Вчера распоряжайка сунула ей в руки записанный на клочке бумаги пароль от вайфая, который, с ее слов, она с трудом отыскала в большом доме, и после утреннего разговора с Валерием Павловичем Самоварова наконец подключила мобильный к высокоскоростному местному инету (билайновский в этой зоне постоянно зависал) и тут же глянула расписание ближайших «Сапсанов».

Будто считав, о чем она думает, Жанна в своей обычной манере резко сменила тон и, перестав выделываться, глубоко вздохнула:

– Варвара Сергеевна, миленькая вы моя, – заговорила она и впрямь как с любимой тетушкой, хватая Самоварову за плечо. В ее голосе сквозил неподдельный испуг:

– Мы же с вами хотим одного и того же… чтобы она нашлась. Вы спрашивайте, а я отвечу, если смогу. Просто Алинка действительно такая… Словно одна ее часть существует здесь и сейчас, а другая – в каком-то ином мире. При этом она, в отличие от меня и своего мужа, собранна и уравновешенна. Часто, при смене погоды, ее беспокоили скачки давления, в эти дни она могла подолгу лежать у себя. Но даже в такие моменты – а ведь от этого чертового давления каждый второй в этом сраном климате страдает! – мне казалось, что она врет…
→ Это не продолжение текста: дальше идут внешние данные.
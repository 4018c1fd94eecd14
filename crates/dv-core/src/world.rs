//! The location graph.
//!
//! Built once at startup and never structurally mutated afterwards. Only the
//! ground-item lists of locations change during play.

use std::collections::HashMap;

use crate::bestiary::EnemyKind;
use crate::error::{CoreError, CoreResult};

/// Name of the location a fresh game (and a tolerant load) starts in.
pub const STARTING_LOCATION: &str = "Village";

/// Direction for movement commands.
#[derive(Debug, Clone, Copy, PartialEq, Eq, Hash, PartialOrd, Ord)]
pub enum Direction {
    /// North.
    North,
    /// South.
    South,
    /// East.
    East,
    /// West.
    West,
}

impl Direction {
    /// Parse a direction from a string.
    pub fn parse(s: &str) -> Option<Self> {
        match s.trim().to_lowercase().as_str() {
            "n" | "north" => Some(Self::North),
            "s" | "south" => Some(Self::South),
            "e" | "east" => Some(Self::East),
            "w" | "west" => Some(Self::West),
            _ => None,
        }
    }

    /// Get the display name for this direction.
    pub fn name(&self) -> &'static str {
        match self {
            Self::North => "north",
            Self::South => "south",
            Self::East => "east",
            Self::West => "west",
        }
    }

    /// All directions in display order.
    pub fn all() -> &'static [Self] {
        &[Self::North, Self::South, Self::East, Self::West]
    }
}

impl std::fmt::Display for Direction {
    fn fmt(&self, f: &mut std::fmt::Formatter<'_>) -> std::fmt::Result {
        f.write_str(self.name())
    }
}

/// Index of a location inside a [`WorldGraph`].
#[derive(Debug, Clone, Copy, PartialEq, Eq, Hash, PartialOrd, Ord)]
pub struct LocationId(usize);

impl LocationId {
    /// The raw index.
    pub fn index(self) -> usize {
        self.0
    }
}

/// What a location does when the player is there.
///
/// Behavior is resolved by matching on the role, never on the location name.
#[derive(Debug, Clone, PartialEq, Eq)]
pub enum LocationRole {
    /// Safe ground. Arriving here lets the player rest.
    Village,
    /// Entering triggers a fight with one of the listed enemies.
    Hostile {
        /// Enemies that can ambush the player here.
        enemies: Vec<EnemyKind>,
    },
    /// Fishing spot.
    Lake,
    /// Hostile, and the place where the boss awakens once every quest is done.
    BossLair {
        /// Enemies that can ambush the player here while the boss sleeps.
        enemies: Vec<EnemyKind>,
    },
}

impl LocationRole {
    /// Enemies that can ambush the player here (empty for peaceful roles).
    pub fn enemies(&self) -> &[EnemyKind] {
        match self {
            Self::Hostile { enemies } | Self::BossLair { enemies } => enemies,
            Self::Village | Self::Lake => &[],
        }
    }

    /// Whether arriving here starts a fight.
    pub fn is_hostile(&self) -> bool {
        !self.enemies().is_empty()
    }
}

/// A single exit from a location.
#[derive(Debug, Clone, Copy, PartialEq, Eq)]
pub struct Exit {
    /// Direction the player types.
    pub direction: Direction,
    /// Where it leads.
    pub to: LocationId,
}

/// A node in the world graph.
#[derive(Debug, Clone)]
pub struct Location {
    /// Unique display name.
    pub name: String,
    /// Flavor text shown on arrival.
    pub description: String,
    /// Behavior tag.
    pub role: LocationRole,
    /// Whether someone here can be talked to.
    pub has_villager: bool,
    /// Items lying on the ground, in the order they were dropped.
    pub items: Vec<String>,
    exits: Vec<Exit>,
}

impl Location {
    /// Create a location with no exits or items.
    pub fn new(name: impl Into<String>, description: impl Into<String>, role: LocationRole) -> Self {
        Self {
            name: name.into(),
            description: description.into(),
            role,
            has_villager: false,
            items: Vec::new(),
            exits: Vec::new(),
        }
    }

    /// Mark this location as having someone to talk to.
    pub fn with_villager(mut self) -> Self {
        self.has_villager = true;
        self
    }

    /// Place an item on the ground.
    pub fn with_item(mut self, item: impl Into<String>) -> Self {
        self.items.push(item.into());
        self
    }

    /// Exits in registration order.
    pub fn exits(&self) -> &[Exit] {
        &self.exits
    }

    /// The exit registered for a direction, if any.
    pub fn exit(&self, direction: Direction) -> Option<LocationId> {
        self.exits
            .iter()
            .find(|e| e.direction == direction)
            .map(|e| e.to)
    }
}

/// The directed location graph. Edges need not be reciprocal.
#[derive(Debug, Clone)]
pub struct WorldGraph {
    locations: Vec<Location>,
    by_name_lower: HashMap<String, LocationId>,
}

impl WorldGraph {
    /// Create an empty graph.
    pub fn new() -> Self {
        Self {
            locations: Vec::new(),
            by_name_lower: HashMap::new(),
        }
    }

    /// The four-location valley every new game starts in.
    pub fn standard() -> Self {
        let mut world = Self::new();

        let village = world.add_location(
            Location::new(
                "Village",
                "A quiet little village where people go about their peaceful lives.",
                LocationRole::Village,
            )
            .with_villager()
            .with_item("Apple")
            .with_item("Bread"),
        );
        let forest = world.add_location(
            Location::new(
                "Forest",
                "A dense forest hiding unknown dangers.",
                LocationRole::Hostile {
                    enemies: vec![EnemyKind::Bandit, EnemyKind::Wolf],
                },
            )
            .with_item("Wooden Sword")
            .with_item("Herb"),
        );
        let cave = world.add_location(
            Location::new(
                "Cave",
                "A gloomy cave. Strange sounds echo from within.",
                LocationRole::BossLair {
                    enemies: vec![EnemyKind::VenomSpider, EnemyKind::Bat],
                },
            )
            .with_item("Ore")
            .with_item("Torch"),
        );
        let lake = world.add_location(
            Location::new(
                "Lake",
                "A clear lake surrounded by beautiful scenery.",
                LocationRole::Lake,
            )
            .with_villager(),
        );

        // Several roads lead to the lake; none of this is symmetric.
        world.connect(village, Direction::North, forest);
        world.connect(village, Direction::East, lake);
        world.connect(village, Direction::South, lake);

        world.connect(forest, Direction::South, village);
        world.connect(forest, Direction::East, cave);
        world.connect(forest, Direction::North, lake);

        world.connect(cave, Direction::West, forest);
        world.connect(cave, Direction::East, lake);

        world.connect(lake, Direction::West, village);
        world.connect(lake, Direction::East, forest);
        world.connect(lake, Direction::North, cave);

        world
    }

    /// Add a location. Names are unique case-insensitively; a duplicate
    /// replaces nothing and returns the existing id.
    pub fn add_location(&mut self, location: Location) -> LocationId {
        let key = location.name.to_lowercase();
        if let Some(id) = self.by_name_lower.get(&key) {
            return *id;
        }
        let id = LocationId(self.locations.len());
        self.locations.push(location);
        self.by_name_lower.insert(key, id);
        id
    }

    /// Register a one-way exit. Re-registering a direction overwrites it.
    pub fn connect(&mut self, from: LocationId, direction: Direction, to: LocationId) {
        let exits = &mut self.locations[from.0].exits;
        if let Some(exit) = exits.iter_mut().find(|e| e.direction == direction) {
            exit.to = to;
        } else {
            exits.push(Exit { direction, to });
        }
    }

    /// Follow the exit in `direction` from `from`.
    pub fn travel(&self, from: LocationId, direction: Direction) -> CoreResult<LocationId> {
        self.location(from)
            .exit(direction)
            .ok_or(CoreError::InvalidDirection(direction))
    }

    /// Get a location by id.
    ///
    /// Ids are only minted by this graph, so indexing cannot go out of range.
    pub fn location(&self, id: LocationId) -> &Location {
        &self.locations[id.0]
    }

    /// Get a mutable location by id.
    pub fn location_mut(&mut self, id: LocationId) -> &mut Location {
        &mut self.locations[id.0]
    }

    /// Find a location id by name (case-insensitive).
    pub fn find_by_name(&self, name: &str) -> Option<LocationId> {
        self.by_name_lower.get(&name.trim().to_lowercase()).copied()
    }

    /// Find a location id by name, or fail with [`CoreError::UnknownLocation`].
    pub fn require(&self, name: &str) -> CoreResult<LocationId> {
        self.find_by_name(name)
            .ok_or_else(|| CoreError::UnknownLocation(name.to_string()))
    }

    /// The first location with the given role tag, compared by variant only.
    pub fn find_by_role(&self, role: &LocationRole) -> Option<LocationId> {
        self.locations
            .iter()
            .position(|l| std::mem::discriminant(&l.role) == std::mem::discriminant(role))
            .map(LocationId)
    }

    /// Where new games start.
    ///
    /// Falls back to the first location if no location carries the starting name.
    pub fn starting_location(&self) -> LocationId {
        self.find_by_name(STARTING_LOCATION).unwrap_or(LocationId(0))
    }

    /// Remove and return every ground item at a location.
    pub fn take_ground_items(&mut self, id: LocationId) -> Vec<String> {
        std::mem::take(&mut self.locations[id.0].items)
    }

    /// Number of locations.
    pub fn len(&self) -> usize {
        self.locations.len()
    }

    /// Whether the graph has no locations.
    pub fn is_empty(&self) -> bool {
        self.locations.is_empty()
    }

    /// Iterate over all locations with their ids.
    pub fn locations(&self) -> impl Iterator<Item = (LocationId, &Location)> {
        self.locations
            .iter()
            .enumerate()
            .map(|(i, l)| (LocationId(i), l))
    }
}

impl Default for WorldGraph {
    fn default() -> Self {
        Self::new()
    }
}

#[cfg(test)]
mod tests {
    use super::*;

    #[test]
    fn direction_parse() {
        assert_eq!(Direction::parse("n"), Some(Direction::North));
        assert_eq!(Direction::parse("EAST"), Some(Direction::East));
        assert_eq!(Direction::parse(" w "), Some(Direction::West));
        assert_eq!(Direction::parse("up"), None);
    }

    #[test]
    fn standard_world_layout() {
        let world = WorldGraph::standard();
        assert_eq!(world.len(), 4);

        let village = world.starting_location();
        assert_eq!(world.location(village).name, "Village");
        assert!(world.location(village).has_villager);
        assert_eq!(world.location(village).items, vec!["Apple", "Bread"]);

        let names: Vec<_> = world
            .location(village)
            .exits()
            .iter()
            .map(|e| e.direction.name())
            .collect();
        assert_eq!(names, vec!["north", "east", "south"]);
    }

    #[test]
    fn travel_follows_registered_exits() {
        let world = WorldGraph::standard();
        let village = world.starting_location();
        let forest = world.travel(village, Direction::North).unwrap();
        assert_eq!(world.location(forest).name, "Forest");

        let lake_east = world.travel(village, Direction::East).unwrap();
        let lake_south = world.travel(village, Direction::South).unwrap();
        assert_eq!(lake_east, lake_south);
    }

    #[test]
    fn travel_invalid_direction() {
        let world = WorldGraph::standard();
        let village = world.starting_location();
        assert_eq!(
            world.travel(village, Direction::West),
            Err(CoreError::InvalidDirection(Direction::West))
        );
    }

    #[test]
    fn edges_are_not_reciprocal() {
        let world = WorldGraph::standard();
        let cave = world.require("cave").unwrap();
        let lake = world.require("lake").unwrap();
        // Lake leads north to the cave, but the cave does not lead south.
        assert_eq!(world.travel(lake, Direction::North).unwrap(), cave);
        assert!(world.travel(cave, Direction::South).is_err());
    }

    #[test]
    fn roles_resolve_enemies() {
        let world = WorldGraph::standard();
        let forest = world.require("Forest").unwrap();
        assert!(world.location(forest).role.is_hostile());
        assert_eq!(
            world.location(forest).role.enemies(),
            &[EnemyKind::Bandit, EnemyKind::Wolf]
        );

        let lake = world.find_by_role(&LocationRole::Lake).unwrap();
        assert_eq!(world.location(lake).name, "Lake");
        assert!(!world.location(lake).role.is_hostile());
    }

    #[test]
    fn take_ground_items_empties_list() {
        let mut world = WorldGraph::standard();
        let forest = world.require("Forest").unwrap();
        let items = world.take_ground_items(forest);
        assert_eq!(items, vec!["Wooden Sword", "Herb"]);
        assert!(world.location(forest).items.is_empty());
    }

    #[test]
    fn duplicate_names_return_existing_id() {
        let mut world = WorldGraph::new();
        let a = world.add_location(Location::new("Hut", "", LocationRole::Village));
        let b = world.add_location(Location::new("hut", "other", LocationRole::Lake));
        assert_eq!(a, b);
        assert_eq!(world.len(), 1);
    }

    #[test]
    fn connect_overwrites_direction() {
        let mut world = WorldGraph::new();
        let a = world.add_location(Location::new("A", "", LocationRole::Village));
        let b = world.add_location(Location::new("B", "", LocationRole::Village));
        let c = world.add_location(Location::new("C", "", LocationRole::Village));
        world.connect(a, Direction::North, b);
        world.connect(a, Direction::North, c);
        assert_eq!(world.location(a).exits().len(), 1);
        assert_eq!(world.travel(a, Direction::North).unwrap(), c);
    }
}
– Она только здесь такая стала? – решив пока не отступать от выбранной тактики, равнодушно уточнила Самоварова.

– Нет. Я замечала и раньше.

– Раньше – это до Андрея?

– Да. Какое-то время мы вместе снимали квартиру. Но в последние дни в Алине появилось то, чего раньше в помине не было.

– И что же?

– Высокомерие! – не скрывая засевшей в ней обиды, взвизгнула Жанка. – Я вам говорила, она со мной в молчанку играла с вечера пятницы, а в воскресенье вообще меня послала!

– Погодите… Возможно, то, что вы приняли за высомерие, было связано с внутренней напряженной работой мысли.
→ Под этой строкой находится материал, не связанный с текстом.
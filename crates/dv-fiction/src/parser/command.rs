//! Command parsing.

use dv_core::{Direction, EquipSlot};

/// A parsed player command.
#[derive(Debug, Clone, PartialEq, Eq)]
pub enum Command {
    /// Walk through an exit.
    Move {
        /// The direction to move.
        direction: Direction,
    },
    /// Recall to the village from anywhere.
    Village,
    /// Pick up everything on the ground.
    Take,
    /// Talk to whoever is here.
    Talk,
    /// Accept a quest from the last conversation.
    Accept {
        /// 1-based offer number.
        choice: usize,
    },
    /// Show the shop's stock.
    Shop,
    /// Buy a batch of items.
    Buy {
        /// Item names as typed.
        items: Vec<String>,
    },
    /// Show what the shop will buy, or sell.
    Sell {
        /// 1-based offer number and quantity. `None` lists offers.
        order: Option<(usize, usize)>,
    },
    /// Equip a carried item.
    Equip {
        /// Item name as typed.
        item: String,
    },
    /// Clear an equipment slot.
    Unequip {
        /// Slot to clear.
        slot: EquipSlot,
    },
    /// Eat or drink carried items.
    Eat {
        /// Item names as typed.
        items: Vec<String>,
    },
    /// Drop carried items on the ground.
    Discard {
        /// Item names as typed.
        items: Vec<String>,
    },
    /// List the inventory.
    Inventory,
    /// Cast a line at the lake.
    Fish,
    /// Show player status.
    Status,
    /// Write the save file.
    Save,
    /// Read the save file.
    Load,
    /// Show help.
    Help,
    /// Quit the game.
    Quit,
    /// Input that parsed to nothing known, or a verb missing its argument.
    Unknown {
        /// The original input.
        input: String,
    },
}

const TAKE_VERBS: &[&str] = &["take", "get", "pick", "grab"];
const TALK_VERBS: &[&str] = &["talk", "speak", "chat"];
const EAT_VERBS: &[&str] = &["eat", "drink", "consume", "use"];
const DROP_VERBS: &[&str] = &["drop", "discard"];
const INVENTORY_VERBS: &[&str] = &["inventory", "inv", "i", "bag"];
const HELP_VERBS: &[&str] = &["help", "h", "?", "commands"];
const QUIT_VERBS: &[&str] = &["quit", "q", "exit"];

/// Parse a line of player input.
pub fn parse_command(input: &str) -> Command {
    let input = input.trim();
    let (verb, rest) = match input.split_once(char::is_whitespace) {
        Some((verb, rest)) => (verb.to_lowercase(), rest.trim()),
        None => (input.to_lowercase(), ""),
    };
    let unknown = || Command::Unknown {
        input: input.to_string(),
    };

    if let Some(direction) = Direction::parse(&verb) {
        return Command::Move { direction };
    }
    if verb == "go" {
        return Direction::parse(rest).map_or_else(unknown, |direction| Command::Move { direction });
    }

    match verb.as_str() {
        "village" | "recall" => Command::Village,
        "accept" => rest
            .parse()
            .map_or_else(|_| unknown(), |choice| Command::Accept { choice }),
        "shop" => Command::Shop,
        "buy" => non_empty(item_list(rest)).map_or_else(unknown, |items| Command::Buy { items }),
        "sell" => parse_sell(rest).unwrap_or_else(unknown),
        "equip" | "wield" | "wear" if !rest.is_empty() => Command::Equip {
            item: rest.to_string(),
        },
        "unequip" | "remove" => parse_slot(rest).map_or_else(unknown, |slot| Command::Unequip { slot }),
        "fish" => Command::Fish,
        "status" | "stats" => Command::Status,
        "save" => Command::Save,
        "load" => Command::Load,
        v if TAKE_VERBS.contains(&v) => Command::Take,
        v if TALK_VERBS.contains(&v) => Command::Talk,
        v if EAT_VERBS.contains(&v) => {
            non_empty(item_list(rest)).map_or_else(unknown, |items| Command::Eat { items })
        }
        v if DROP_VERBS.contains(&v) => {
            non_empty(item_list(rest)).map_or_else(unknown, |items| Command::Discard { items })
        }
        v if INVENTORY_VERBS.contains(&v) => Command::Inventory,
        v if HELP_VERBS.contains(&v) => Command::Help,
        v if QUIT_VERBS.contains(&v) => Command::Quit,
        _ => unknown(),
    }
}

/// Split `"Apple, Bread,Herb"` into names, dropping empty segments.
fn item_list(rest: &str) -> Vec<String> {
    rest.split(',')
        .map(str::trim)
        .filter(|s| !s.is_empty())
        .map(str::to_string)
        .collect()
}

fn non_empty(items: Vec<String>) -> Option<Vec<String>> {
    (!items.is_empty()).then_some(items)
}

fn parse_sell(rest: &str) -> Option<Command> {
    let mut words = rest.split_whitespace();
    let Some(first) = words.next() else {
        return Some(Command::Sell { order: None });
    };
    let offer = first.parse().ok()?;
    let quantity = match words.next() {
        Some(word) => word.parse().ok()?,
        None => 1,
    };
    Some(Command::Sell {
        order: Some((offer, quantity)),
    })
}

fn parse_slot(rest: &str) -> Option<EquipSlot> {
    match rest.trim().to_lowercase().as_str() {
        "weapon" => Some(EquipSlot::Weapon),
        "armor" | "armour" => Some(EquipSlot::Armor),
        _ => None,
    }
}

#[cfg(test)]
mod tests {
    use super::*;
    use proptest::prelude::*;

    #[test]
    fn parse_bare_direction() {
        assert_eq!(
            parse_command("n"),
            Command::Move {
                direction: Direction::North
            }
        );
        assert_eq!(
            parse_command("go West"),
            Command::Move {
                direction: Direction::West
            }
        );
    }

    #[test]
    fn parse_item_lists() {
        assert_eq!(
            parse_command("buy machine gun, Elixir,"),
            Command::Buy {
                items: vec!["machine gun".to_string(), "Elixir".to_string()]
            }
        );
        assert_eq!(
            parse_command("eat Apple"),
            Command::Eat {
                items: vec!["Apple".to_string()]
            }
        );
        assert_eq!(
            parse_command("drop Torch, Ore"),
            Command::Discard {
                items: vec!["Torch".to_string(), "Ore".to_string()]
            }
        );
    }

    #[test]
    fn parse_sell() {
        assert_eq!(parse_command("sell"), Command::Sell { order: None });
        assert_eq!(
            parse_command("sell 2"),
            Command::Sell {
                order: Some((2, 1))
            }
        );
        assert_eq!(
            parse_command("sell 1 3"),
            Command::Sell {
                order: Some((1, 3))
            }
        );
        assert!(matches!(parse_command("sell lots"), Command::Unknown { .. }));
    }

    #[test]
    fn parse_equipment() {
        assert_eq!(
            parse_command("equip Short Sword"),
            Command::Equip {
                item: "Short Sword".to_string()
            }
        );
        assert_eq!(
            parse_command("unequip armour"),
            Command::Unequip {
                slot: EquipSlot::Armor
            }
        );
        assert!(matches!(parse_command("equip"), Command::Unknown { .. }));
    }

    #[test]
    fn parse_simple_verbs() {
        assert_eq!(parse_command("take"), Command::Take);
        assert_eq!(parse_command("TALK"), Command::Talk);
        assert_eq!(parse_command("accept 2"), Command::Accept { choice: 2 });
        assert_eq!(parse_command("village"), Command::Village);
        assert_eq!(parse_command("inv"), Command::Inventory);
        assert_eq!(parse_command("fish"), Command::Fish);
        assert_eq!(parse_command("status"), Command::Status);
        assert_eq!(parse_command("save"), Command::Save);
        assert_eq!(parse_command("?"), Command::Help);
        assert_eq!(parse_command("quit"), Command::Quit);
    }

    #[test]
    fn parse_unknown() {
        assert_eq!(
            parse_command("dance wildly"),
            Command::Unknown {
                input: "dance wildly".to_string()
            }
        );
        assert!(matches!(parse_command(""), Command::Unknown { .. }));
        assert!(matches!(parse_command("buy"), Command::Unknown { .. }));
    }

    proptest! {
        #[test]
        fn item_lists_never_hold_blank_names(input in "[a-zA-Z ,]{0,40}") {
            if let Command::Buy { items } = parse_command(&format!("buy {input}")) {
                prop_assert!(!items.is_empty());
                prop_assert!(items.iter().all(|item| !item.trim().is_empty()));
            }
        }
    }
}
Самоваровой необходимо было перво-наперво узнать подробную биографию пропавшей, а не опускаться до бабьих разборок из-за пропавших заколок и прочего житейского вздора.

– Когда вы снимали квартиру?

– Да какая разница! Пять лет мы вместе прожили, целых пять лет… А потом появился он, и мне пришлось съехать.

– Об этом позже. Как вы с ней жили?

– Хорошо, – Жанна теребила длинную веревочку-завязку от капюшона своего черного худи. – Случалось, у нас даже любовники были общие.

– Одномоментно?

– Конечно, нет! – глухо хохотнула распоряжайка. – Но… вы же понимаете, две молодые симпатичные девушки в большом и жадном городе… В тот период нам приходилось выживать. Это были мужчины ради…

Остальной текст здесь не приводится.